Clinometer ( untuk mengukur tinggi pohon )
Posisi yang mengukur diam di satu tempat. Digunakan dua mata terbuka,
satu mata melihat ke lensa, sedangkan mata yang lain melihat ke obyek yang
dibidik. Otak kita akan menggabungkan skala pada lensa dengan obyek yang
dibidik.
BAB IV
HASIL DAN PEMBAHASAN
Pengamatan ekosistem terrestrial menghasilkan data-data yang kami ambil
secara langsung di lapangan dan dapat dilihat secara lengkap pada lampiran. Data-
data tersebut kami sajikan dalam grafik dan tabel di bawah ini dengan
menggambarkan perbandingan atau hubungan suatu faktor biotik dan abiotik yang
keduanya saling mendukung membentuk suatu ekosistem.

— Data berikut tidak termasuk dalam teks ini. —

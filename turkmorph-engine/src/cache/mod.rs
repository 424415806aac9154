//! Word-level memoization of parse results
//!
//! A cache maps a word to the complete list of its parses. Population is
//! best-effort: two threads parsing the same miss both store the same
//! answer, which is harmless.

mod lru;
mod offline;
mod two_level;

pub use lru::LruParseCache;
pub use offline::OfflineParseCache;
pub use two_level::TwoLevelParseCache;

use std::collections::HashMap;
use std::sync::Arc;
use turkmorph_core::{MorphemeContainer, MorphologicParser};

/// Shared, immutable parse list of one word
pub type CachedParses = Arc<[MorphemeContainer]>;

/// Storage for parse results keyed by word
pub trait ParseCache: Send + Sync {
    /// Cached parses of the word, if any
    fn get(&self, word: &str) -> Option<CachedParses>;

    /// Store the parses of one word
    fn put(&self, word: &str, parses: CachedParses);

    /// Store many words at once
    fn put_all(&self, entries: HashMap<String, CachedParses>);

    /// Precompute entries before use; most caches need nothing here
    fn build(&self, _parser: &dyn MorphologicParser) {}

    /// Whether [`ParseCache::build`] has run, or is not needed
    fn is_built(&self) -> bool {
        true
    }

    /// Number of cached words
    fn len(&self) -> usize;

    /// Whether nothing is cached
    fn is_empty(&self) -> bool {
        self.len() == 0
    }
}

impl<C: ParseCache + ?Sized> ParseCache for Arc<C> {
    fn get(&self, word: &str) -> Option<CachedParses> {
        (**self).get(word)
    }

    fn put(&self, word: &str, parses: CachedParses) {
        (**self).put(word, parses)
    }

    fn put_all(&self, entries: HashMap<String, CachedParses>) {
        (**self).put_all(entries)
    }

    fn build(&self, parser: &dyn MorphologicParser) {
        (**self).build(parser)
    }

    fn is_built(&self) -> bool {
        (**self).is_built()
    }

    fn len(&self) -> usize {
        (**self).len()
    }
}

#[cfg(test)]
pub(crate) mod testing {
    use super::*;
    use std::sync::atomic::{AtomicUsize, Ordering};
    use std::sync::OnceLock;
    use turkmorph_core::lexicon::{Lexeme, PrimaryPos, RootGenerator, RootMap};
    use turkmorph_core::parser::{ContextlessParser, SuffixApplier};
    use turkmorph_core::phonetics::PhoneticsEngine;
    use turkmorph_core::suffix::PlainApplier;
    use turkmorph_core::{RootFinderChain, SuffixFormGraph, SuffixGraph};

    /// A small dictionary parser shared by the engine tests
    pub(crate) fn parser() -> Arc<ContextlessParser> {
        static PARSER: OnceLock<Arc<ContextlessParser>> = OnceLock::new();
        Arc::clone(PARSER.get_or_init(|| {
            let graph = Arc::new(SuffixGraph::standard().unwrap());
            let form_graph = Arc::new(SuffixFormGraph::compile(Arc::clone(&graph), &PlainApplier));
            let lexemes = [
                Lexeme::new("ev", "ev", PrimaryPos::Noun, None),
                Lexeme::new("göz", "göz", PrimaryPos::Noun, None),
            ];
            let root_map = Arc::new(RootMap::from_lexemes(&RootGenerator::new(), &lexemes));
            let chain = Arc::new(RootFinderChain::standard(root_map, false).unwrap());
            let applier = SuffixApplier::new(graph, PhoneticsEngine::new(Arc::new(PlainApplier)));
            Arc::new(ContextlessParser::new(form_graph, chain, applier, None).unwrap())
        }))
    }

    /// Parses of a word as they would be cached
    pub(crate) fn parses(word: &str) -> CachedParses {
        parser().parse(word).into()
    }

    /// Counts how often the inner parser runs
    pub(crate) struct CountingParser {
        pub(crate) calls: AtomicUsize,
    }

    impl CountingParser {
        pub(crate) fn new() -> Self {
            Self {
                calls: AtomicUsize::new(0),
            }
        }

        pub(crate) fn calls(&self) -> usize {
            self.calls.load(Ordering::SeqCst)
        }
    }

    impl MorphologicParser for CountingParser {
        fn parse(&self, input: &str) -> Vec<MorphemeContainer> {
            self.calls.fetch_add(1, Ordering::SeqCst);
            parser().parse(input)
        }
    }
}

Penelitan mengenai pengamatan ekosistem terrestrial ini kami mengamati
tiga ekosistem, dari tiga ekosistem satu ekositem yang kami beri label Ekosistem B
merupakan ekosistem yang memiliki karakteristik reflektansi mirip dengan hutan,
ekosistem ini berbatasan dengan tempat penelitian agroteknik fakultas pertanian UMJ
yang berupa tempat becocok tanam, namun masih berupa lahan yang sudah digarap
tanpa tanaman yang ditanami. Dua ekosistem berikutnya terletak bersebelahan yang
dipisahkan oleh bata konblok selebar sepuluh meter, dan yang menjadi fokus
penelitian kami adalah aktivitas manusianya, dimana pada ekosistem yg kami label
dengan Ekosistem A terdapat aktifitas manusia namun tidak terlalu intense sehingga
terlihat seperti tidak terawat, dengan pola persebaran acak, sedangkan ekosistem yang
kami labeli Ekosistem C juga terdapat aktivitas manusia namun dengan insensitas
yang tinggi sehingga terlihat terawat dari pola persebaran vegetasi yang seragam
(uniform). Berikut deskripsinya.
1. Ekosistem A
Berlokasi di halaman depan Gedung Fakultas Kedokteran dan Ilmu
Kesehatan (FKIK) UIN Syarif Hidayatullah Jakarta. Ekosistem tersebut
merupakan sebuah ekosistem tanaman obat yang didominasi padang rumput,
dan berbagai tumbuhan bawah, serta terdapat beberapa pohon besar.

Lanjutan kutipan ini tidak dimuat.